“你没事吧,夕颜姐?”
夕颜抬起头来,眼神好一会才聚到何满身上:“……没事。”
“我得出去一下。”她这样说着。
“去干什么?”何满问她,说话时也没多想,只是顺嘴问了问,夕颜没应声,只和她笑了笑。
魏子厌撑着下巴,等夕颜走了才出声:“你知道她是什么人吗?”
“什么人?”便利店里的气氛何满看不懂,她不知道夕颜为什么怪怪的,也不知道魏子厌为什么这么说夕颜姐,“我的朋友,同事啊!”
“所以,你是说,这段时间你一直和她一起上夜班?”
何满保证她在魏子厌的眼里看到了一种类似笑意的情绪。
“是啊,怎么了?”
魏子厌抵着额头,勾起了唇角。
“你可曾在白天见过她?”
“可曾去过她家?”
“可曾和别人一起谈起她?”
接连的三个问题把何满问住了。
小半年了,她确实从没在白天见过夕颜姐,每次夜班结束她也总是很快就消失,甚至会提前走,她没有去过她家,甚至没有听她提起过有关家的话。
……又是谁告诉她夕颜姐身体不舒服请假几天的呢?
有些想不起来了。
……她突然心慌,翻遍了手机没找到这条通知消息。
心一下就沉了下去。
那种阴寒的感觉,比那个流浪汉消失的时候还令要冰冷。
“所以,你是想说……夕颜姐,是鬼吗?”
她的声音在发抖。
“你别开玩笑了,我和她……一起呆了小半年了。
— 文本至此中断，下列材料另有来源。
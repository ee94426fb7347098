use std::io::{self, Write};

use shakmaty::{File, Rank, Square};

use crate::BoardDisplay;
use crate::board::Snapshot;
use crate::feedback::{BoardFeedback, SquareFeedback};
use crate::piece::{PieceKind, Side};
use crate::position::Position;

/// Terminal-based board display for development and testing.
///
/// Renders a [`Snapshot`] as an 8×8 grid of piece letters, with ANSI
/// color-coded backgrounds for the [`BoardFeedback`] highlights.
#[derive(Debug)]
pub struct TerminalDisplay<W = io::Stdout> {
    out: W,
}

impl TerminalDisplay {
    /// Create a display writing to stdout.
    pub fn new() -> Self {
        Self { out: io::stdout() }
    }
}

impl Default for TerminalDisplay {
    fn default() -> Self {
        Self::new()
    }
}

impl<W: Write> TerminalDisplay<W> {
    /// Create a display writing to any writer.
    pub fn with_writer(out: W) -> Self {
        Self { out }
    }

    pub fn into_inner(self) -> W {
        self.out
    }
}

/// Error type for terminal display operations.
#[derive(Debug, thiserror::Error)]
pub enum DisplayError {
    #[error("failed to write to terminal: {0}")]
    Io(#[from] io::Error),
}

impl<W: Write> BoardDisplay for TerminalDisplay<W> {
    type Error = DisplayError;

    fn show(&mut self, snapshot: &Snapshot, feedback: &BoardFeedback) -> Result<(), Self::Error> {
        render_board(&mut self.out, snapshot, feedback)
    }
}

/// Render the board to any writer, rank 8 on top.
fn render_board(
    w: &mut impl Write,
    snapshot: &Snapshot,
    feedback: &BoardFeedback,
) -> Result<(), DisplayError> {
    for rank in Rank::ALL.iter().rev() {
        write!(w, " {} ", rank.char())?;
        for file in File::ALL {
            let pos = Position::from(Square::from_coords(file, *rank));
            let symbol = piece_symbol(snapshot.get(pos));
            match background(feedback.get(pos)) {
                Some(bg) => write!(w, "{bg} {symbol} \x1b[0m")?,
                None => write!(w, " {symbol} ")?,
            }
        }
        writeln!(w)?;
    }
    writeln!(w, "    a  b  c  d  e  f  g  h")?;
    w.flush()?;
    Ok(())
}

/// Letter for an occupant: upper case White, lower case Black.
fn piece_symbol(occupant: Option<(PieceKind, Side)>) -> char {
    let Some((kind, side)) = occupant else {
        return '·';
    };
    let c = match kind {
        PieceKind::Pawn => 'p',
        PieceKind::Rook => 'r',
        PieceKind::Knight => 'n',
        PieceKind::Bishop => 'b',
        PieceKind::Queen => 'q',
        PieceKind::King => 'k',
    };
    match side {
        Side::White => c.to_ascii_uppercase(),
        Side::Black => c,
    }
}

/// Map a feedback variant to an ANSI background escape.
fn background(feedback: Option<SquareFeedback>) -> Option<&'static str> {
    match feedback? {
        SquareFeedback::Origin => Some("\x1b[43m"),
        SquareFeedback::Destination => Some("\x1b[44m"),
        SquareFeedback::Capture => Some("\x1b[41m"),
    }
}

#[cfg(test)]
mod tests {
    use super::*;
    use crate::board::{Board, Layout};

    fn pos(s: &str) -> Position {
        s.parse().expect("test position should be valid")
    }

    fn render_to_string(snapshot: &Snapshot, feedback: &BoardFeedback) -> String {
        let mut display = TerminalDisplay::with_writer(Vec::new());
        display
            .show(snapshot, feedback)
            .expect("rendering to buffer should succeed");
        String::from_utf8(display.into_inner()).expect("output should be valid UTF-8")
    }

    fn prototype() -> Snapshot {
        Board::with_layout(Layout::Prototype).unwrap().snapshot()
    }

    #[test]
    fn show_contains_all_ranks_and_files() {
        let output = render_to_string(&prototype(), &BoardFeedback::new());

        for rank in '1'..='8' {
            assert!(
                output.contains(&format!(" {rank} ")),
                "output should contain rank label '{rank}'"
            );
        }
        assert!(
            output.contains("a  b  c  d  e  f  g  h"),
            "output should contain file labels"
        );
    }

    #[test]
    fn show_prototype_rows() {
        let output = render_to_string(&prototype(), &BoardFeedback::new());
        let lines: Vec<&str> = output.lines().collect();

        assert_eq!(lines[0], " 8  r  ·  ·  ·  ·  ·  ·  r ");
        assert_eq!(lines[1], " 7  p  p  p  p  p  p  p  p ");
        assert_eq!(lines[4], " 4  ·  ·  ·  ·  ·  ·  ·  · ");
        assert_eq!(lines[6], " 2  P  P  P  P  P  P  P  P ");
        assert_eq!(lines[7], " 1  R  ·  ·  ·  ·  ·  ·  R ");
    }

    #[test]
    fn show_origin_uses_yellow_background() {
        let mut feedback = BoardFeedback::new();
        feedback.set(pos("e2"), SquareFeedback::Origin);

        let output = render_to_string(&prototype(), &feedback);

        assert!(output.contains("\x1b[43m P \x1b[0m"));
    }

    #[test]
    fn show_destination_uses_blue_background() {
        let mut feedback = BoardFeedback::new();
        feedback.set(pos("e4"), SquareFeedback::Destination);

        let output = render_to_string(&prototype(), &feedback);

        assert!(output.contains("\x1b[44m · \x1b[0m"));
    }

    #[test]
    fn show_capture_uses_red_background() {
        let mut feedback = BoardFeedback::new();
        feedback.set(pos("d7"), SquareFeedback::Capture);

        let output = render_to_string(&prototype(), &feedback);

        assert!(output.contains("\x1b[41m p \x1b[0m"));
    }

    #[test]
    fn empty_feedback_has_no_ansi_codes() {
        let output = render_to_string(&prototype(), &BoardFeedback::new());

        assert!(
            !output.contains('\x1b'),
            "empty feedback should have no ANSI codes"
        );
    }
}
”
魏子厌不说话只沉静地看着她,他严肃的表情在提醒着何满,他没开玩笑。
何满有些腿软,坐到凳子上。
表情还有些呆滞。
“我记得这里有监控。”
“去看看吧,眼见为实。”
她没动,她觉得这事儿简直就像上了一年大学,才被通知来的是小学一年级一样离谱。
可魏子厌说的每一句,都能把她问住。
证据!她没有证据。
而摆在电脑里的证据,或许并不能证明她想要的结果。
所以她没动。
她想再等等。
至少等夕颜姐回来,等她们在一块儿。
等她辩驳两句,又或是解释两句。
何满不愿意听他的,魏子厌也不多说,只继续画自己的符。
门外的冷风阴沉沉的,从外面走过。
路灯在摇晃的树影里闪啊闪,像是坏掉了。
可“出去一下”的夕颜姐再没有回来。
何满守在门口,盯着外面昏暗的地面。
“她不会来了。”魏子厌的视线也落在外面。
他今天的符纸已经画好了,塞了一张到何满手里说:“拿着,我要出去一趟。”
何满没说话,也没问缘由,放任他离开,像是变成了木头人。
他人一走,便利店里的灯光颜色似乎都成了冷色调。
她好一会儿才拿出手机给店长打电话。
“喂,店长,我今晚有事,今晚让别的同事值班可以吗?”
半夜被员工电话吵醒的店主直接破口大骂。
“这么晚了发什么疯,****,这大晚上我上哪儿给你找同事!”
“……”
“夕颜啊。”何满笑了,眼睛却是慢慢变红了。
“什么吸烟啊?哪有什么吸烟啊?”店主继续骂骂咧咧地说着,“再说了这么晚了你能有什么事?”
“有什么事儿是白天不能干的非要晚上干?”
“别不是要出去找人呀?”
“白天也不是不行啊。”
店长扯着嗓子骂了一会儿,就又困了,电话挂断的声音在黑暗里清晰刺耳。
何满坐了一会儿,起身细致地把东西收拾了,把店门关了,走了。
魏子厌走的时候什么也没说,但何满觉得他是要去找夕颜。
没别的原因,夕颜是鬼,他驱鬼。
而手上这道符便是他留给自己保命的东西,何满紧紧捏着,魏子厌找夕颜,那想找到他们两个,就要去夕颜去的地方。
她从没和夕颜在非上班的场所接触过。
夕颜是刚刚回来,如果她要去做什么……
如果她真的会害人……
脑子里想起的,是今晚的第一位客人。
好像是一个中年男人,当时他似乎还看了她们好一会儿才走的。